# Corollaries

Reference > Mathematics > Introduction to ProofsIn the previous section we talked about lemmas, and I said that sometimes a lemma is called a "pre-proof" - it's something you need to prove in order to complete a bigger proof. A Corollary could be described as a "post-proof." A corollary is something that follows almost obviously from a theorem you've proved. You work to prove something, and when you're all done, you realize, "Oh my goodness! If this is true, than [another proposition] must also be true!"

Here's an example: In one of the early sections of this unit we proved something we called the "Sum and Product Theorem." It looked like this:

Sum and Product Theorem: x^{2} + (a + b)x + ab = (x + a)(x + b).

Later on, in the problems section of that page, we asked the student to prove the following:

a^{2} - b^{2} = (a - b)(a + b)

This can be done by repeated use of the distributive property, followed by the transitive property, but there is a quicker way to solve it, based on the Sum and Product Theorem. And since our proof is based on the Sum and Product Theorem, we could call it a corollary:

Sum and Product Corollary: a^{2} - b^{2} = (a - b)(a + b)

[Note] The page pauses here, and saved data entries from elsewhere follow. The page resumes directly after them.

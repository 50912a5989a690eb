//! Process environment captured once per invocation.
//!
//! Hooks read the environment for identity, per-plugin disable flags and
//! ref-spec placeholders. Everything goes through an [`EnvSnapshot`] taken at
//! start-up so evaluation never depends on later mutation of the process
//! environment and tests can supply their own variables.

use std::collections::HashMap;

#[derive(Clone, Debug, Default)]
pub struct EnvSnapshot {
    vars: HashMap<String, String>,
}

impl EnvSnapshot {
    /// Capture the current process environment. Non-UTF-8 entries are skipped.
    pub fn from_process() -> Self {
        Self {
            vars: std::env::vars_os()
                .filter_map(|(k, v)| Some((k.into_string().ok()?, v.into_string().ok()?)))
                .collect(),
        }
    }

    pub fn empty() -> Self {
        Self::default()
    }

    pub fn with_var(mut self, key: impl Into<String>, value: impl Into<String>) -> Self {
        self.vars.insert(key.into(), value.into());
        self
    }

    pub fn get(&self, key: &str) -> Option<&str> {
        self.vars.get(key).map(String::as_str)
    }

    pub fn contains(&self, key: &str) -> bool {
        self.vars.contains_key(key)
    }

    /// A plugin is switched off for this invocation when its variable is `0`.
    pub fn disables(&self, plugin: &str) -> bool {
        self.get(plugin).is_some_and(|v| v.trim() == "0")
    }

    /// Replace every `{NAME}` with the value of `NAME`.
    ///
    /// Returns `None` as soon as one referenced variable is undefined. Braces
    /// that do not enclose a plain identifier are kept verbatim, so regex
    /// quantifiers like `{2,3}` survive. `escape` is applied to substituted
    /// values only.
    pub fn interpolate(&self, template: &str, escape: impl Fn(&str) -> String) -> Option<String> {
        let mut out = String::with_capacity(template.len());
        let mut rest = template;

        while let Some(open) = rest.find('{') {
            out.push_str(&rest[..open]);
            let after = &rest[open + 1..];
            match after.find('}') {
                Some(close) if is_identifier(&after[..close]) => {
                    let value = self.get(&after[..close])?;
                    out.push_str(&escape(value));
                    rest = &after[close + 1..];
                }
                _ => {
                    out.push('{');
                    rest = after;
                }
            }
        }
        out.push_str(rest);
        Some(out)
    }
}

impl<K: Into<String>, V: Into<String>> FromIterator<(K, V)> for EnvSnapshot {
    fn from_iter<I: IntoIterator<Item = (K, V)>>(iter: I) -> Self {
        Self {
            vars: iter.into_iter().map(|(k, v)| (k.into(), v.into())).collect(),
        }
    }
}

fn is_identifier(s: &str) -> bool {
    let mut chars = s.chars();
    matches!(chars.next(), Some(c) if c.is_ascii_alphabetic() || c == '_')
        && chars.all(|c| c.is_ascii_alphanumeric() || c == '_')
}

#[cfg(test)]
mod tests {
    use super::*;

    #[test]
    fn test_disables_only_on_zero() {
        let env: EnvSnapshot = [("CheckAcls", "0"), ("CheckLog", "1")].into_iter().collect();
        assert!(env.disables("CheckAcls"));
        assert!(!env.disables("CheckLog"));
        assert!(!env.disables("CheckJira"));
    }

    #[test]
    fn test_interpolate() {
        let env = EnvSnapshot::empty().with_var("VAR", "master");
        assert_eq!(
            env.interpolate("refs/heads/{VAR}", str::to_string),
            Some("refs/heads/master".into())
        );
        assert_eq!(env.interpolate("refs/heads/{NOPE}", str::to_string), None);
        assert_eq!(
            env.interpolate("^refs/tags/v\\d{2}", str::to_string),
            Some("^refs/tags/v\\d{2}".into())
        );
    }

    #[test]
    fn test_interpolate_escapes_values() {
        let env = EnvSnapshot::empty().with_var("USER", "a.b");
        assert_eq!(
            env.interpolate("^refs/heads/{USER}/", |v| regex::escape(v)),
            Some("^refs/heads/a\\.b/".into())
        );
    }
}
//! In-Memory Configuration Source
//!
//! Code-defined entries, mostly for tests and embedding.

use super::provider::ConfigSource;
use super::{ConfigEntry, ConfigKey, ConfigScope};
use crate::Error;

#[derive(Clone, Debug)]
pub struct MemoryConfigSource {
    name: String,
    scope: ConfigScope,
    values: Vec<(String, String)>,
}

impl MemoryConfigSource {
    /// Create an empty source in the `local` layer
    pub fn new() -> Self {
        Self::scoped(ConfigScope::Local)
    }

    pub fn scoped(scope: ConfigScope) -> Self {
        Self {
            name: format!("memory ({})", scope),
            scope,
            values: Vec::new(),
        }
    }

    /// Add a `section[.subsection].name` value (builder pattern)
    pub fn value(mut self, key: impl Into<String>, value: impl Into<String>) -> Self {
        self.values.push((key.into(), value.into()));
        self
    }

    pub fn len(&self) -> usize {
        self.values.len()
    }

    pub fn is_empty(&self) -> bool {
        self.values.is_empty()
    }
}

impl Default for MemoryConfigSource {
    fn default() -> Self {
        Self::new()
    }
}

#[async_trait::async_trait]
impl ConfigSource for MemoryConfigSource {
    fn name(&self) -> &str {
        &self.name
    }

    async fn entries(&self) -> crate::Result<Vec<ConfigEntry>> {
        self.values
            .iter()
            .map(|(key, value)| {
                let parsed = ConfigKey::parse(key).ok_or_else(|| Error::ConfigSource {
                    source_name: self.name.clone(),
                    message: format!("invalid key '{}'", key),
                })?;
                Ok(ConfigEntry::new(self.scope, parsed, value.clone()))
            })
            .collect()
    }
}

#[cfg(test)]
mod tests {
    use super::*;

    #[tokio::test]
    async fn test_memory_source() {
        let source = MemoryConfigSource::scoped(ConfigScope::Global)
            .value("githooks.plugin", "CheckAcls")
            .value("githooks.admin", "root");
        assert_eq!(source.len(), 2);

        let entries = source.entries().await.unwrap();
        assert_eq!(entries[0].scope, ConfigScope::Global);
        assert_eq!(entries[1].key.name, "admin");
    }

    #[tokio::test]
    async fn test_invalid_key() {
        let source = MemoryConfigSource::new().value("nodot", "x");
        assert!(source.entries().await.is_err());
    }
}
//! Environment Variable Configuration Source
//!
//! Git's own override protocol: `GIT_CONFIG_COUNT=<n>` followed by
//! `GIT_CONFIG_KEY_<i>` / `GIT_CONFIG_VALUE_<i>` pairs. Only needed when the
//! files are read directly; `git config --list` already includes them.

use super::provider::ConfigSource;
use super::{ConfigEntry, ConfigKey, ConfigScope};
use crate::Error;
use crate::environment::EnvSnapshot;

#[derive(Clone, Debug)]
pub struct EnvConfigSource {
    env: EnvSnapshot,
}

impl EnvConfigSource {
    pub fn new(env: EnvSnapshot) -> Self {
        Self { env }
    }

    fn error(&self, message: String) -> Error {
        Error::ConfigSource {
            source_name: self.name().to_string(),
            message,
        }
    }
}

#[async_trait::async_trait]
impl ConfigSource for EnvConfigSource {
    fn name(&self) -> &str {
        "environment"
    }

    async fn entries(&self) -> crate::Result<Vec<ConfigEntry>> {
        let Some(count) = self.env.get("GIT_CONFIG_COUNT") else {
            return Ok(Vec::new());
        };
        let count: usize = count
            .trim()
            .parse()
            .map_err(|_| self.error(format!("bogus GIT_CONFIG_COUNT '{}'", count)))?;

        let mut entries = Vec::with_capacity(count);
        for i in 0..count {
            let key_var = format!("GIT_CONFIG_KEY_{}", i);
            let value_var = format!("GIT_CONFIG_VALUE_{}", i);

            let key = self
                .env
                .get(&key_var)
                .ok_or_else(|| self.error(format!("missing {}", key_var)))?;
            let value = self
                .env
                .get(&value_var)
                .ok_or_else(|| self.error(format!("missing {}", value_var)))?;
            let parsed = ConfigKey::parse(key)
                .ok_or_else(|| self.error(format!("invalid key '{}' in {}", key, key_var)))?;

            entries.push(ConfigEntry::new(ConfigScope::Command, parsed, value));
        }

        Ok(entries)
    }
}

#[cfg(test)]
mod tests {
    use super::*;

    #[tokio::test]
    async fn test_env_overrides() {
        let env: EnvSnapshot = [
            ("GIT_CONFIG_COUNT", "2"),
            ("GIT_CONFIG_KEY_0", "githooks.externals"),
            ("GIT_CONFIG_VALUE_0", "false"),
            ("GIT_CONFIG_KEY_1", "githooks.plugin"),
            ("GIT_CONFIG_VALUE_1", "CheckAcls"),
        ]
        .into_iter()
        .collect();

        let entries = EnvConfigSource::new(env).entries().await.unwrap();
        assert_eq!(entries.len(), 2);
        assert!(entries.iter().all(|e| e.scope == ConfigScope::Command));
        assert_eq!(entries[1].value, "CheckAcls");
    }

    #[tokio::test]
    async fn test_no_count_means_no_entries() {
        let entries = EnvConfigSource::new(EnvSnapshot::empty())
            .entries()
            .await
            .unwrap();
        assert!(entries.is_empty());
    }

    #[tokio::test]
    async fn test_missing_pair_is_source_error() {
        let env: EnvSnapshot = [("GIT_CONFIG_COUNT", "1"), ("GIT_CONFIG_KEY_0", "a.b")]
            .into_iter()
            .collect();
        let err = EnvConfigSource::new(env).entries().await.unwrap_err();
        assert!(err.to_string().contains("GIT_CONFIG_VALUE_0"));
    }
}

Here is the very simple proof:

STATEMENT REASON 1. Let y = a^{2}+ (b - b)a + b(-b) Variable assignment 2. y = (a + b)(a + -b) Sum and Product Theorem 3. y = a^{2}- b^{2}Combining Like Terms (1) 4. a^{2}- b^{2}= (a + b)(a - b) Transitive property (2,3)

The trick was in recognizing that the expression a^{2} - b^{2} could be rewritten as a "sum and product" quadratic. Once you've done that, it's easy to see that the corollary is true.

So when do you call something a corollary, and when do you call it a theorem? That's a tough call; the notion is that a corollary is easy to prove based on a single theorem, but how easy does it have to be? A three line proof? A five line proof? There's no "hard and fast" rule for that. Fortunately, unless you're doing original research, you don't have to make that decision. And if you are doing original research, you'll get to decide for yourself whether you'll call it a corollary or a theorem.

In this case, we could have just as easily called this the "Difference of Squares Theorem," and that would have been perfectly acceptable. The point here was merely to introduce you to concept, so you'll recognize what a corollary is when you see one someday down the road!